* _Exercise requirements_
Print the records below word for word, beginning with the first line and ending once the line containing "else writing straight" is printed.

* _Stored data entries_
= = = = =

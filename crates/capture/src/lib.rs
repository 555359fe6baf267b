// SPDX-License-Identifier: MIT
// Copyright (c) 2026 Alfred Jean LLC

//! Capture stdout and stderr for test assertions.
//!
//! [`OutputCapture`] redirects the process's standard streams for the
//! lifetime of a session and restores them when the session is disabled or
//! dropped. Two strategies are available:
//!
//! - attribute mode (default) swaps the [`console`] slots for in-memory
//!   buffers. Code under test prints through [`cprintln!`] and friends.
//! - descriptor mode (`fd`) duplicates file descriptors 1 and 2 onto
//!   temporary files, so child processes and anything else writing straight
//!   to the descriptors is captured too.
//!
//! ```no_run
//! use output_capture::{cprintln, CaptureOptions, OutputCapture};
//!
//! # fn main() -> Result<(), output_capture::CaptureError> {
//! let capture = OutputCapture::scoped(CaptureOptions::new(), || {
//!     cprintln!(" Bar! ");
//! })?;
//! capture.compare("Bar!")?;
//! # Ok(())
//! # }
//! ```

mod buffer;
mod compare;
pub mod console;
mod error;
mod expected;
mod redirect;
mod session;

pub use buffer::{FileBuffer, MemoryBuffer};
pub use console::{Stream, Target};
pub use error::{CaptureError, MismatchError};
pub use expected::{Captured, Expectation, Expected};
pub use session::{CaptureOptions, OutputCapture};

/// Serializes tests that touch the process-wide stream slots.
#[cfg(test)]
pub(crate) static STREAM_LOCK: parking_lot::Mutex<()> = parking_lot::const_mutex(());
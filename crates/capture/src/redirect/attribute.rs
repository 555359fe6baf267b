// SPDX-License-Identifier: MIT
// Copyright (c) 2026 Alfred Jean LLC

//! Capture by swapping the console slots for memory buffers.

use super::Slot;
use crate::buffer::MemoryBuffer;
use crate::console::{self, Stream, Target};

#[derive(Debug)]
pub(crate) struct AttributeRedirect {
    combined: Sink,
    stdout: Sink,
    stderr: Sink,
    original: Option<(Target, Target)>,
}

/// A buffer and the target that writes into it, created together so the
/// installed target keeps the same identity across re-enables.
#[derive(Debug)]
struct Sink {
    buffer: MemoryBuffer,
    target: Target,
}

impl Sink {
    fn new() -> Self {
        let buffer = MemoryBuffer::new();
        let target = Target::memory(buffer.clone());
        Self { buffer, target }
    }
}

impl AttributeRedirect {
    pub(crate) fn new() -> Self {
        Self {
            combined: Sink::new(),
            stdout: Sink::new(),
            stderr: Sink::new(),
            original: None,
        }
    }

    pub(crate) fn is_enabled(&self) -> bool {
        self.original.is_some()
    }

    pub(crate) fn enable(&mut self, separate: bool) {
        if self.original.is_none() {
            self.original = Some((
                console::current(Stream::Stdout),
                console::current(Stream::Stderr),
            ));
        }
        let (out, err) = if separate {
            (&self.stdout.target, &self.stderr.target)
        } else {
            (&self.combined.target, &self.combined.target)
        };
        console::replace(Stream::Stdout, out.clone());
        console::replace(Stream::Stderr, err.clone());
    }

    pub(crate) fn disable(&mut self) {
        if let Some((out, err)) = self.original.take() {
            console::replace(Stream::Stdout, out);
            console::replace(Stream::Stderr, err);
        }
    }

    pub(crate) fn read(&self, slot: Slot) -> String {
        match slot {
            Slot::Combined => self.combined.buffer.text(),
            Slot::Stdout => self.stdout.buffer.text(),
            Slot::Stderr => self.stderr.buffer.text(),
        }
    }
}
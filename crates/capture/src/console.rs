// SPDX-License-Identifier: MIT
// Copyright (c) 2026 Alfred Jean LLC

//! Process-wide standard stream slots.
//!
//! Rust's `print!` family always writes to the process streams, so code that
//! wants to be capturable without touching file descriptors writes through
//! these slots instead, either with [`stdout()`]/[`stderr()`] or with the
//! [`cprint!`](crate::cprint) family of macros. Attribute-mode capture swaps
//! the slot targets for in-memory buffers.

use crate::buffer::MemoryBuffer;
use parking_lot::RwLock;
use std::fmt;
use std::io::{self, Write};
use std::sync::{Arc, LazyLock};

/// One of the two standard output streams.
#[derive(Clone, Copy, Debug, PartialEq, Eq, Hash)]
pub enum Stream {
    Stdout,
    Stderr,
}

impl Stream {
    /// Label used in diagnostics ("stdout" / "stderr").
    pub fn label(self) -> &'static str {
        match self {
            Stream::Stdout => "stdout",
            Stream::Stderr => "stderr",
        }
    }
}

impl fmt::Display for Stream {
    fn fmt(&self, f: &mut fmt::Formatter<'_>) -> fmt::Result {
        f.write_str(self.label())
    }
}

enum Sink {
    Process(Stream),
    Memory(MemoryBuffer),
}

/// Where a console slot currently sends its output.
///
/// Targets compare by identity: two handles are equal only if they were
/// cloned from the same target.
#[derive(Clone)]
pub struct Target(Arc<Sink>);

impl Target {
    fn process(stream: Stream) -> Self {
        Self(Arc::new(Sink::Process(stream)))
    }

    /// A target appending to the given buffer.
    pub fn memory(buffer: MemoryBuffer) -> Self {
        Self(Arc::new(Sink::Memory(buffer)))
    }

    /// Whether this target writes to a real process stream.
    pub fn is_process(&self) -> bool {
        matches!(*self.0, Sink::Process(_))
    }

    fn write_all(&self, buf: &[u8]) -> io::Result<()> {
        match &*self.0 {
            Sink::Process(Stream::Stdout) => io::stdout().lock().write_all(buf),
            Sink::Process(Stream::Stderr) => io::stderr().lock().write_all(buf),
            Sink::Memory(buffer) => {
                buffer.append(buf);
                Ok(())
            }
        }
    }

    fn flush(&self) -> io::Result<()> {
        match &*self.0 {
            Sink::Process(Stream::Stdout) => io::stdout().flush(),
            Sink::Process(Stream::Stderr) => io::stderr().flush(),
            Sink::Memory(_) => Ok(()),
        }
    }
}

impl PartialEq for Target {
    fn eq(&self, other: &Self) -> bool {
        Arc::ptr_eq(&self.0, &other.0)
    }
}

impl Eq for Target {}

impl fmt::Debug for Target {
    fn fmt(&self, f: &mut fmt::Formatter<'_>) -> fmt::Result {
        match &*self.0 {
            Sink::Process(stream) => f.debug_tuple("Process").field(stream).finish(),
            Sink::Memory(buffer) => f
                .debug_struct("Memory")
                .field("len", &buffer.len())
                .finish(),
        }
    }
}

struct Slots {
    stdout: Target,
    stderr: Target,
}

impl Slots {
    fn get_mut(&mut self, stream: Stream) -> &mut Target {
        match stream {
            Stream::Stdout => &mut self.stdout,
            Stream::Stderr => &mut self.stderr,
        }
    }
}

static SLOTS: LazyLock<RwLock<Slots>> = LazyLock::new(|| {
    RwLock::new(Slots {
        stdout: Target::process(Stream::Stdout),
        stderr: Target::process(Stream::Stderr),
    })
});

/// The target currently installed for `stream`.
pub fn current(stream: Stream) -> Target {
    let slots = SLOTS.read();
    match stream {
        Stream::Stdout => slots.stdout.clone(),
        Stream::Stderr => slots.stderr.clone(),
    }
}

/// Install `target` for `stream`, returning the previous target.
pub fn replace(stream: Stream, target: Target) -> Target {
    std::mem::replace(SLOTS.write().get_mut(stream), target)
}

/// Write raw bytes to the current target of `stream`.
pub fn write(stream: Stream, buf: &[u8]) -> io::Result<()> {
    // Clone the handle so the slot lock is not held while writing.
    current(stream).write_all(buf)
}

/// Writer for the stdout slot.
pub fn stdout() -> ConsoleWriter {
    ConsoleWriter {
        stream: Stream::Stdout,
    }
}

/// Writer for the stderr slot.
pub fn stderr() -> ConsoleWriter {
    ConsoleWriter {
        stream: Stream::Stderr,
    }
}

/// [`io::Write`] implementation resolving the slot target on every call.
#[derive(Clone, Copy, Debug)]
pub struct ConsoleWriter {
    stream: Stream,
}

impl ConsoleWriter {
    pub fn stream(&self) -> Stream {
        self.stream
    }
}

impl Write for ConsoleWriter {
    fn write(&mut self, buf: &[u8]) -> io::Result<usize> {
        write(self.stream, buf)?;
        Ok(buf.len())
    }

    fn flush(&mut self) -> io::Result<()> {
        current(self.stream).flush()
    }
}

#[doc(hidden)]
pub fn _print(stream: Stream, args: fmt::Arguments<'_>) {
    // Format first so a single print lands in one write.
    let text = args.to_string();
    let _ = write(stream, text.as_bytes());
}

/// Like [`print!`], but through the stdout console slot.
#[macro_export]
macro_rules! cprint {
    ($($arg:tt)*) => {
        $crate::console::_print($crate::console::Stream::Stdout, format_args!($($arg)*))
    };
}

/// Like [`println!`], but through the stdout console slot.
#[macro_export]
macro_rules! cprintln {
    () => {
        $crate::cprint!("\n")
    };
    ($($arg:tt)*) => {
        $crate::console::_print(
            $crate::console::Stream::Stdout,
            format_args!("{}\n", format_args!($($arg)*)),
        )
    };
}

/// Like [`eprint!`], but through the stderr console slot.
#[macro_export]
macro_rules! ceprint {
    ($($arg:tt)*) => {
        $crate::console::_print($crate::console::Stream::Stderr, format_args!($($arg)*))
    };
}

/// Like [`eprintln!`], but through the stderr console slot.
#[macro_export]
macro_rules! ceprintln {
    () => {
        $crate::ceprint!("\n")
    };
    ($($arg:tt)*) => {
        $crate::console::_print(
            $crate::console::Stream::Stderr,
            format_args!("{}\n", format_args!($($arg)*)),
        )
    };
}

#[cfg(test)]
#[path = "console_tests.rs"]
mod tests;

= = = = =

* _Response for this exercise_
filename crates/capture/src/lib.rs
repository 555359fe6baf267b
// SPDX-License-Identifier: MIT
// Copyright (c) 2026 Alfred Jean LLC

//! Capture stdout and stderr for test assertions.
//!
//! [`OutputCapture`] redirects the process's standard streams for the
//! lifetime of a session and restores them when the session is disabled or
//! dropped. Two strategies are available:
//!
//! - attribute mode (default) swaps the [`console`] slots for in-memory
//!   buffers. Code under test prints through [`cprintln!`] and friends.
//! - descriptor mode (`fd`) duplicates file descriptors 1 and 2 onto
//!   temporary files, so child processes and anything else writing straight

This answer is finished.